Budapest (MTI) 6 Mitarbeiter des Gesundheitswesens versammelten sich am Dienstag im Zentrum von Budapest, um höhere Gehälter und die Einführung von Karrieremodellen in der Branche zu fordern.

Die Demonstration, an der schätzungsweise 5.000 Krankenschwestern und andere Mitarbeiter teilnahmen, wurde von der Ungarischen Kammer der Beschäftigten im Gesundheitswesen (MESZK) organisiert.

Kammerchef Zoltan Balog sagte, die Botschaft des Protests sei, dass “Entscheidungsträger die Forderungen der Mitarbeiter im Gesundheitswesen, deren “Patient wird dünn”, nicht nur hören, sondern verstehen” sollten.

Die Demonstranten marschierten durch das Zentrum Budapests zum Personalministerium, um eine Petition an die Regierung zu übergeben.

Gleichzeitig protestierten Ärzte und Krankenschwestern erneut vor dem Parlament, um bessere Arbeitsbedingungen und höhere Löhne zu fordern.

Kamill Selmeczi, Leiter der Federation of Primary Care Physicians, sagte den Teilnehmern, dass “die Regierung in die zentralen Kassen greifen und dem Gesundheitspersonal das Geld geben muss, das sie verdienen”.

Janos Belteczki, Leiter des Verbandes ungarischer Ärzte, sagte, dass die Bemühungen der Ärzte ohne die Arbeit von Krankenschwestern, OR-Assistenten und Hilfskräften “wertlos” seien.

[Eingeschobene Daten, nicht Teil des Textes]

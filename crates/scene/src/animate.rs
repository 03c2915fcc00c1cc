use std::collections::BTreeMap;

use glam::{Quat, Vec3};
use orrery_common::{BodyId, Color};

use crate::scene::Body;

/// Interpolation curve for position tweens. `QuadOut` is the default.
#[derive(Debug, Clone, Copy, PartialEq, Eq, Default)]
pub enum Ease {
    Linear,
    #[default]
    QuadOut,
    QuadInOut,
}

impl Ease {
    /// Map a normalized phase in [0, 1] through the curve. Out-of-range
    /// input is clamped.
    pub fn sample(self, t: f32) -> f32 {
        let t = t.clamp(0.0, 1.0);
        match self {
            Self::Linear => t,
            Self::QuadOut => t * (2.0 - t),
            Self::QuadInOut => {
                if t < 0.5 {
                    2.0 * t * t
                } else {
                    let u = -2.0 * t + 2.0;
                    1.0 - u * u / 2.0
                }
            }
        }
    }
}

/// Constant-rate rotation about a fixed axis.
///
/// Advances a fixed angle per tick. The angle accumulates without explicit
/// wraparound; the quaternion representation wraps it implicitly.
#[derive(Debug, Clone, Copy, PartialEq)]
pub struct Spin {
    body: BodyId,
    axis: Vec3,
    radians_per_tick: f32,
    angle: f32,
}

impl Spin {
    pub fn new(body: BodyId, axis: Vec3, radians_per_tick: f32) -> Self {
        Self {
            body,
            axis: axis.normalize_or_zero(),
            radians_per_tick,
            angle: 0.0,
        }
    }

    /// Spin about the world Y axis, the common case for planetary bodies.
    pub fn about_y(body: BodyId, radians_per_tick: f32) -> Self {
        Self::new(body, Vec3::Y, radians_per_tick)
    }

    pub fn body(&self) -> BodyId {
        self.body
    }

    /// Accumulated rotation angle in radians.
    pub fn angle(&self) -> f32 {
        self.angle
    }

    fn apply(&mut self, bodies: &mut BTreeMap<BodyId, Body>) {
        self.angle += self.radians_per_tick;
        if let Some(body) = bodies.get_mut(&self.body) {
            body.transform.rotation = Quat::from_axis_angle(self.axis, self.angle);
        }
    }
}

/// Eased interpolation of a body's position between two points, advanced on
/// scene time. A looping tween restarts from `from` each cycle.
#[derive(Debug, Clone, Copy, PartialEq)]
pub struct PositionTween {
    body: BodyId,
    from: Vec3,
    to: Vec3,
    duration: f32,
    ease: Ease,
    looping: bool,
    elapsed: f32,
}

impl PositionTween {
    /// One-shot tween; holds at `to` once the duration elapses.
    /// Durations are clamped to a small positive minimum.
    pub fn new(body: BodyId, from: Vec3, to: Vec3, duration_seconds: f32) -> Self {
        Self {
            body,
            from,
            to,
            duration: duration_seconds.max(1e-6),
            ease: Ease::default(),
            looping: false,
            elapsed: 0.0,
        }
    }

    /// Tween that repeats forever, restarting from `from` each cycle.
    pub fn looping(body: BodyId, from: Vec3, to: Vec3, duration_seconds: f32) -> Self {
        Self {
            looping: true,
            ..Self::new(body, from, to, duration_seconds)
        }
    }

    pub fn with_ease(mut self, ease: Ease) -> Self {
        self.ease = ease;
        self
    }

    pub fn body(&self) -> BodyId {
        self.body
    }

    fn apply(&mut self, bodies: &mut BTreeMap<BodyId, Body>, dt: f32) {
        self.elapsed += dt;
        let phase = if self.looping {
            self.elapsed.rem_euclid(self.duration)
        } else {
            self.elapsed.min(self.duration)
        };
        let t = self.ease.sample(phase / self.duration);
        if let Some(body) = bodies.get_mut(&self.body) {
            body.transform.position = self.from.lerp(self.to, t);
        }
    }
}

/// An animation track registered with the scene and advanced by its tick.
#[derive(Debug, Clone, Copy, PartialEq)]
pub enum Track {
    Spin(Spin),
    Position(PositionTween),
}

impl Track {
    pub(crate) fn apply(&mut self, bodies: &mut BTreeMap<BodyId, Body>, dt: f32) {
        match self {
            Self::Spin(spin) => spin.apply(bodies),
            Self::Position(tween) => tween.apply(bodies, dt),
        }
    }
}

/// Deferred mutation applied when a one-shot timer fires.
#[derive(Debug, Clone, Copy, PartialEq)]
pub enum ScheduledAction {
    /// Replace a material's base color.
    SetBaseColor { body: BodyId, color: Color },
}

impl ScheduledAction {
    /// The body this action targets.
    pub fn body(&self) -> BodyId {
        match self {
            Self::SetBaseColor { body, .. } => *body,
        }
    }

    fn apply(&self, bodies: &mut BTreeMap<BodyId, Body>) {
        match self {
            Self::SetBaseColor { body, color } => {
                if let Some(body) = bodies.get_mut(body) {
                    body.material.base_color = *color;
                }
            }
        }
    }
}

/// A timer armed once, firing on the first tick whose accumulated scene time
/// reaches the delay, and never re-arming.
///
/// Firing happens inside `Scene::advance`, so the mutation is always visible
/// to the very next render. The comparison is against scene time, not a wall
/// clock: under host throttling the timer fires late, never twice.
#[derive(Debug, Clone, Copy, PartialEq)]
pub struct OneShot {
    delay: f32,
    action: ScheduledAction,
    fired: bool,
}

impl OneShot {
    pub(crate) fn new(delay: f32, action: ScheduledAction) -> Self {
        Self {
            delay,
            action,
            fired: false,
        }
    }

    pub fn delay(&self) -> f32 {
        self.delay
    }

    pub fn has_fired(&self) -> bool {
        self.fired
    }

    pub(crate) fn due(&self, now: f32) -> bool {
        !self.fired && now >= self.delay
    }

    pub(crate) fn fire(&mut self, bodies: &mut BTreeMap<BodyId, Body>) {
        self.fired = true;
        self.action.apply(bodies);
    }
}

Ein anderer Redner nannte Ungarns Krankenschwestern “Sklaven des 21. Jahrhunderts, die mit Leidenschaft für ihre Arbeit an das Krankenbett gekettet sind, ohne Belohnung” Er fügte hinzu, dass die Gesundheitsversorgung “lebenswert, nachhaltig und ohne Trinkgeld erforderlich” sein sollte.

Teilnehmer der Demo, die ähnlich groß wie der andere Protest waren, übergaben eine Petition an einen Beamten des Parlaments.